Two hundred kilometers (125 miles) north of the Arctic Circle in Sweden sits the Icehotel. More accurately, for about half the year the Icehotel sits there, near the River Torne and the village of Jukkasjärvi. For the Icehotel is literally made of ice created from the meter thick layer that covers the river. Each spring the hotel melts and returns from whence it came. The hotel operators like to say "the entire Icehotel is on loan from the mighty Torne River."
What started as a one room hotel to serve visitors making the trek to the inaugural Art-ic exhibition in 1989 - an exhibition planned to lure tourists to the area in the months when they usually stayed away - the Icehotel now has nearly 50 rooms, as well as a bar, cinema, and chapel (click for plan).
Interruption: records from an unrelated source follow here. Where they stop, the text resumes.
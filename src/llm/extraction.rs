//! JSON extraction from model responses.
//!
//! Models asked for JSON frequently wrap it in markdown code fences or
//! surround it with prose. Extraction tries, in order: direct parse,
//! fenced code block, bracket-matched object or array anywhere in the
//! content.

use regex::Regex;
use serde_json::Value;

use crate::error::LlmError;

/// Extracts and parses the first JSON payload found in `content`.
pub fn extract_json(content: &str) -> Result<Value, LlmError> {
    let trimmed = content.trim();

    if trimmed.starts_with('{') || trimmed.starts_with('[') {
        if let Ok(value) = serde_json::from_str(trimmed) {
            return Ok(value);
        }
    }

    if let Some(block) = fenced_block(trimmed) {
        if let Ok(value) = serde_json::from_str(block.trim()) {
            return Ok(value);
        }
    }

    if let Some(span) = bracket_matched(trimmed) {
        if let Ok(value) = serde_json::from_str(span) {
            return Ok(value);
        }
    }

    let preview: String = trimmed.chars().take(50).collect();
    Err(LlmError::ParseError(format!(
        "No JSON content found in response starting with: '{preview}'"
    )))
}

/// Content of the first ```json or generic ``` fence, if any.
fn fenced_block(content: &str) -> Option<&str> {
    // Non-greedy body so multiple fences each match separately.
    let fence = Regex::new(r"(?s)```(?:json)?\s*(.*?)```").ok()?;
    fence
        .captures(content)
        .and_then(|caps| caps.get(1))
        .map(|m| m.as_str())
}

/// The first brace- or bracket-balanced span in the content.
///
/// Tracks string literals and escapes so braces inside strings do not
/// unbalance the scan.
fn bracket_matched(content: &str) -> Option<&str> {
    let start = content.find(['{', '['])?;
    let bytes = content.as_bytes();
    let open = bytes[start];
    let close = if open == b'{' { b'}' } else { b']' };

    let mut depth = 0usize;
    let mut in_string = false;
    let mut escaped = false;

    for (offset, &byte) in bytes[start..].iter().enumerate() {
        if escaped {
            escaped = false;
            continue;
        }
        match byte {
            b'\\' if in_string => escaped = true,
            b'"' => in_string = !in_string,
            _ if in_string => {}
            b if b == open => depth += 1,
            b if b == close => {
                depth -= 1;
                if depth == 0 {
                    return Some(&content[start..start + offset + 1]);
                }
            }
            _ => {}
        }
    }
    None
}

#[cfg(test)]
mod tests {
    use super::*;
    use serde_json::json;

    #[test]
    fn test_direct_json() {
        let value = extract_json(r#"{"title": "Space Trivia"}"#).expect("direct parse");
        assert_eq!(value["title"], "Space Trivia");
    }

    #[test]
    fn test_direct_array() {
        let value = extract_json("[1, 2, 3]").expect("array parse");
        assert_eq!(value, json!([1, 2, 3]));
    }

    #[test]
    fn test_fenced_block() {
        let content = "Here you go:\n```json\n{\"topics\": [\"mars\"]}\n```\nEnjoy!";
        let value = extract_json(content).expect("fenced parse");
        assert_eq!(value["topics"][0], "mars");
    }

    #[test]
    fn test_generic_fence() {
        let content = "```\n{\"a\": 1}\n```";
        let value = extract_json(content).expect("generic fence");
        assert_eq!(value["a"], 1);
    }

    #[test]
    fn test_embedded_object() {
        let content = "The result is {\"count\": 5} as requested.";
        let value = extract_json(content).expect("embedded parse");
        assert_eq!(value["count"], 5);
    }

    #[test]
    fn test_braces_inside_strings_ignored() {
        let content = r#"Answer: {"text": "use { and } carefully", "n": 1} done"#;
        let value = extract_json(content).expect("string-aware parse");
        assert_eq!(value["n"], 1);
    }

    #[test]
    fn test_no_json_is_an_error() {
        let err = extract_json("no structured content here").expect_err("not found");
        assert!(matches!(err, LlmError::ParseError(_)));
    }

    #[test]
    fn test_truncated_json_is_an_error() {
        assert!(extract_json(r#"{"unclosed": ["#).is_err());
    }
}
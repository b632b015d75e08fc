//! The pipeline run loop and per-task state machine.
//!
//! Runs a fixed, ordered task list once, start to finish, against a single
//! [`TaskContext`]. Tasks execute strictly sequentially; task N never
//! starts before task N-1's result is recorded. Retry, backoff and timeout
//! are enforced here so individual tasks stay policy-free.

use std::time::{Duration, Instant};

use serde_json::Map;

use super::context::{Goal, PipelineOptions, TaskContext};
use super::error::TaskError;
use super::metadata::PipelineMetadata;
use super::progress::TaskProgress;
use super::result::{PipelineResult, PipelineStatus, TaskResult};
use super::task::Task;

/// Executes one pipeline's ordered task list.
pub struct PipelineExecutor {
    metadata: PipelineMetadata,
    tasks: Vec<Box<dyn Task>>,
}

impl PipelineExecutor {
    /// Creates an executor over an ordered task list.
    pub fn new(metadata: PipelineMetadata, tasks: Vec<Box<dyn Task>>) -> Self {
        Self { metadata, tasks }
    }

    /// The pipeline's static descriptor.
    pub fn metadata(&self) -> &PipelineMetadata {
        &self.metadata
    }

    /// Runs every task in order and aggregates one [`PipelineResult`].
    ///
    /// The rule map must already be validated against the metadata. All
    /// failures are reported through the returned result; this function
    /// never short-circuits with an error of its own.
    pub async fn run(
        &self,
        goal: Goal,
        rules: super::rules::Rules,
        options: PipelineOptions,
    ) -> PipelineResult {
        let started = Instant::now();
        let mut ctx = TaskContext::new(goal, rules, options);
        let mut timeline: Vec<TaskProgress> = Vec::new();
        let mut run_error: Option<TaskError> = None;

        tracing::info!(
            pipeline = %self.metadata.id,
            tasks = self.tasks.len(),
            "Starting pipeline run"
        );

        for task in &self.tasks {
            match self.run_task(task.as_ref(), &mut ctx, &mut timeline).await {
                Ok(succeeded) => {
                    if !succeeded && !ctx.options.allow_partial_results {
                        tracing::warn!(
                            pipeline = %self.metadata.id,
                            task = task.id(),
                            "Task failed, halting run"
                        );
                        break;
                    }
                }
                Err(error) => {
                    // A hook or internal failure escaped the loop; the run
                    // aborts with whatever was already recorded.
                    tracing::error!(
                        pipeline = %self.metadata.id,
                        task = task.id(),
                        error = %error,
                        "Execution error escaped the run loop"
                    );
                    run_error = Some(TaskError::execution_error(
                        task.id(),
                        error.to_string(),
                    ));
                    break;
                }
            }
        }

        self.finish(ctx, timeline, run_error, started.elapsed())
    }

    /// Drives one task through its state machine.
    ///
    /// Returns `Ok(true)` if the task settled successfully, `Ok(false)` if
    /// it settled with a failure, and `Err` only when a lifecycle hook
    /// fails, which aborts the whole run.
    async fn run_task(
        &self,
        task: &dyn Task,
        ctx: &mut TaskContext,
        timeline: &mut Vec<TaskProgress>,
    ) -> Result<bool, TaskError> {
        let task_id = task.id().to_string();
        let task_name = task.name().to_string();

        self.emit(ctx, timeline, TaskProgress::pending(&task_id, &task_name));

        if let Err(reason) = task.validate(ctx) {
            let error = TaskError::validation_failed(&task_id, reason);
            tracing::warn!(task = %task_id, error = %error, "Pre-flight validation rejected");
            self.emit(
                ctx,
                timeline,
                TaskProgress::failed(&task_id, &task_name, Some(error.clone())),
            );
            ctx.record(TaskResult::failed(&task_id, error));
            return Ok(false);
        }

        task.on_start(ctx).await?;

        self.emit(ctx, timeline, TaskProgress::running(&task_id, &task_name));

        let result = self.execute_with_policy(task, ctx, timeline).await;

        let settled = match result {
            Ok(result) => result,
            Err(error) => TaskResult::failed(&task_id, error),
        };

        let succeeded = settled.success;
        ctx.record(settled.clone());

        if succeeded {
            task.on_success(&settled).await?;
        } else {
            task.on_error(&settled).await?;
        }
        task.on_complete().await?;

        if succeeded {
            tracing::debug!(task = %task_id, "Task completed");
            self.emit(ctx, timeline, TaskProgress::completed(&task_id, &task_name));
        } else {
            let first = settled.first_error().cloned();
            tracing::warn!(
                task = %task_id,
                error = first.as_ref().map(|e| e.to_string()).unwrap_or_default(),
                "Task failed"
            );
            self.emit(ctx, timeline, TaskProgress::failed(&task_id, &task_name, first));
        }

        Ok(succeeded)
    }

    /// Executes a task under its declared retry or timeout policy.
    async fn execute_with_policy(
        &self,
        task: &dyn Task,
        ctx: &TaskContext,
        timeline: &mut Vec<TaskProgress>,
    ) -> Result<TaskResult, TaskError> {
        if let Some(policy) = task.retry_policy() {
            let mut attempt: u32 = 0;
            loop {
                match task.execute(ctx).await {
                    Ok(result) => return Ok(result),
                    Err(error) if attempt < policy.max_retries => {
                        let delay = policy.backoff(attempt);
                        tracing::debug!(
                            task = task.id(),
                            attempt = attempt + 1,
                            delay_ms = delay.as_millis() as u64,
                            error = %error,
                            "Attempt failed, backing off before retry"
                        );
                        self.emit(
                            ctx,
                            timeline,
                            TaskProgress::retrying(task.id(), task.name(), attempt + 1),
                        );
                        tokio::time::sleep(delay).await;
                        attempt += 1;
                    }
                    Err(error) => return Err(error),
                }
            }
        } else if let Some(limit) = task.timeout() {
            match tokio::time::timeout(limit, task.execute(ctx)).await {
                Ok(result) => result,
                Err(_) => Err(TaskError::timeout(task.id(), limit.as_millis() as u64)),
            }
        } else {
            task.execute(ctx).await
        }
    }

    /// Sends an event to the caller's sink and appends it to the timeline.
    fn emit(&self, ctx: &TaskContext, timeline: &mut Vec<TaskProgress>, event: TaskProgress) {
        if let Some(sink) = &ctx.options.on_progress {
            sink(&event);
        }
        timeline.push(event);
    }

    /// Builds the terminal aggregate from whatever the run recorded.
    fn finish(
        &self,
        ctx: TaskContext,
        timeline: Vec<TaskProgress>,
        run_error: Option<TaskError>,
        elapsed: Duration,
    ) -> PipelineResult {
        let results = ctx.results();
        let any_failed = results.iter().any(|r| !r.success);
        let all_succeeded = !any_failed && results.len() == self.tasks.len();

        let status = if run_error.is_some() {
            PipelineStatus::Error
        } else if all_succeeded {
            PipelineStatus::Success
        } else if any_failed && ctx.options.allow_partial_results {
            PipelineStatus::Partial
        } else {
            PipelineStatus::Error
        };

        let mut errors: Vec<TaskError> = results.iter().flat_map(|r| r.errors.clone()).collect();
        if let Some(error) = run_error {
            errors.push(error);
        }
        let warnings: Vec<String> = results.iter().flat_map(|r| r.warnings.clone()).collect();
        let final_result = ctx.last_result().and_then(|r| r.data.clone());

        tracing::info!(
            pipeline = %self.metadata.id,
            status = %status,
            tasks_settled = results.len(),
            errors = errors.len(),
            warnings = warnings.len(),
            elapsed_ms = elapsed.as_millis() as u64,
            "Pipeline run finished"
        );

        let mut metadata: Map<String, serde_json::Value> = ctx.metadata.clone();
        metadata.insert(
            "run_id".into(),
            serde_json::Value::String(uuid::Uuid::new_v4().to_string()),
        );

        PipelineResult {
            status,
            pipeline_id: self.metadata.id.clone(),
            pipeline_name: self.metadata.name.clone(),
            task_results: results.to_vec(),
            progress: timeline,
            final_result,
            errors,
            warnings,
            elapsed,
            metadata,
        }
    }
}
#[async_trait]
impl Task for FinalizeSetTask {
    fn id(&self) -> &str {
        "finalize-set"
    }

    fn name(&self) -> &str {
        "Finalize Set"
    }

    fn description(&self) -> &str {
        "Verify the persisted set is structurally sound"
    }

    async fn execute(&self, ctx: &TaskContext) -> Result<TaskResult, TaskError> {
        let set = ctx
            .data_for("persist-set")
            .cloned()
            .ok_or_else(|| TaskError::execution_error(self.id(), "persist-set data missing"))?;

        let mut problems = Vec::new();
        let mut warnings = Vec::new();

        for field in ["title", "slug", "questions"] {
            if set.get(field).is_none() {
                problems.push(format!("Missing required field '{field}'"));
            }
        }

        let questions = set
            .get("questions")
            .and_then(|q| q.as_array())
            .cloned()
            .unwrap_or_default();
        if questions.is_empty() {
            problems.push("Set contains no questions".to_string());
        }

        let mut seen_text: Vec<String> = Vec::new();
        for (i, question) in questions.iter().enumerate() {
            let text = question
                .get("question")
                .and_then(|v| v.as_str())
                .unwrap_or_default()
                .to_lowercase();
            if !text.is_empty() && seen_text.contains(&text) {
                warnings.push(format!("Duplicate question text at position {i}"));
            }
            seen_text.push(text);

            let correct = question
                .get("correct_answer")
                .and_then(|v| v.as_str())
                .unwrap_or_default();
            let qtype = question.get("type").and_then(|v| v.as_str()).unwrap_or_default();
            let wrong: Vec<&str> = question
                .get("wrong_answers")
                .and_then(|v| v.as_array())
                .map(|items| items.iter().filter_map(|v| v.as_str()).collect())
                .unwrap_or_default();

            match qtype {
                "multiple_choice" => {
                    if wrong.len() < 2 {
                        problems.push(format!(
                            "Question {i} needs at least 2 wrong answers, has {}",
                            wrong.len()
                        ));
                    }
                    if wrong.contains(&correct) {
                        problems.push(format!("Question {i} lists its correct answer as wrong"));
                    }
                    let mut unique = wrong.clone();
                    unique.sort_unstable();
                    unique.dedup();
                    if unique.len() != wrong.len() {
                        problems.push(format!("Question {i} has duplicate wrong answers"));
                    }
                }
                "true_false" => {
                    if !matches!(correct.to_lowercase().as_str(), "true" | "false") {
                        problems.push(format!(
                            "Question {i} is true/false but the answer is '{correct}'"
                        ));
                    }
                }
                _ => {}
            }
            if correct.is_empty() {
                problems.push(format!("Question {i} has no correct answer"));
            }
        }

        if !problems.is_empty() {
            return Ok(TaskResult::failed(
                self.id(),
                TaskError::validation_failed(
                    self.id(),
                    format!("Set failed finalization: {}", problems.join("; ")),
                )
                .with_detail(json!({"problems": problems})),
            ));
        }

        let mut result = TaskResult::ok(
            self.id(),
            json!({
                "finalized": true,
                "trivia_set_id": set.get("id").cloned().unwrap_or(Value::Null),
                "question_count": questions.len(),
            }),
        );
        for warning in warnings {
            result = result.with_warning(warning);
        }
        Ok(result)
    }
}

/// Deserializes the selection result recorded by select-questions.
fn selection_from(ctx: &TaskContext, task_id: &str) -> Result<QuestionSelectionResult, TaskError> {
    let data = ctx
        .data_for("select-questions")
        .ok_or_else(|| TaskError::execution_error(task_id, "select-questions data missing"))?;
    serde_json::from_value(data.clone())
        .map_err(|e| TaskError::execution_error(task_id, format!("Malformed selection data: {e}")))
}

/// Maps a declared difficulty onto the 1-3 scoring scale (unknown = 2).
fn difficulty_level(difficulty: Option<&str>) -> u32 {
    match super::selection::normalize_difficulty(difficulty) {
        "easy" => 1,
        "hard" => 3,
        _ => 2,
    }
}

/// Mean difficulty level across the selected questions.
fn average_difficulty(selected: &[QuestionCandidate]) -> f64 {
    if selected.is_empty() {
        return 0.0;
    }
    let sum: u32 = selected
        .iter()
        .map(|c| difficulty_level(c.difficulty.as_deref()))
        .sum();
    f64::from(sum) / selected.len() as f64
}

/// Uppercases the first letter of each whitespace-separated word.
fn title_case(text: &str) -> String {
    text.split_whitespace()
        .map(|word| {
            let mut chars = word.chars();
            match chars.next() {
                Some(first) => first.to_uppercase().chain(chars).collect::<String>(),
                None => String::new(),
            }
        })
        .collect::<Vec<_>>()
        .join(" ")
}

/// URL-safe slug: lowercase alphanumerics joined by single hyphens.
fn slugify(text: &str) -> String {
    let separators = Regex::new(r"[^a-z0-9]+").map(|re| {
        re.replace_all(&text.to_lowercase(), "-").into_owned()
    });
    match separators {
        Ok(slug) => slug.trim_matches('-').to_string(),
        Err(_) => text.to_lowercase().replace(' ', "-"),
    }
}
If sleeping in a hotel whose walls, columns, roof, and even furniture are entirely made of ice weren't enough, over forty artists and designers contribute designs to the suites and outdoor spaces.
Like snowflakes and the hotel itself (whose design is attributed to Ake Larsson), the chapel is never the same twice. This year's design round dome with apses. Five "ice pillars" carry the dome's load and allow light to enter into the large igloo-like space. According to the designers, the theme is one of "creation through vegetation in the Weave of Life, the Tree of Life and Omfalos; the the center of the world and its navel." The chapel has been used for weddings in the past, making for a truly unique ceremony...and honeymoon.
Construction on the hotel starts as soon as the thermometer hits zero. After that time snow is piled on vaulted steel and metal forms to create the igloo-shaped roofs. Snow cannons spray tons of snow on top, and, once hardened, the forms are removed and the ice columns are inserted to reinforce the structure. Lastly, ice is taken from atop the river for the artists' contributions, the details that make the experience even more memorable.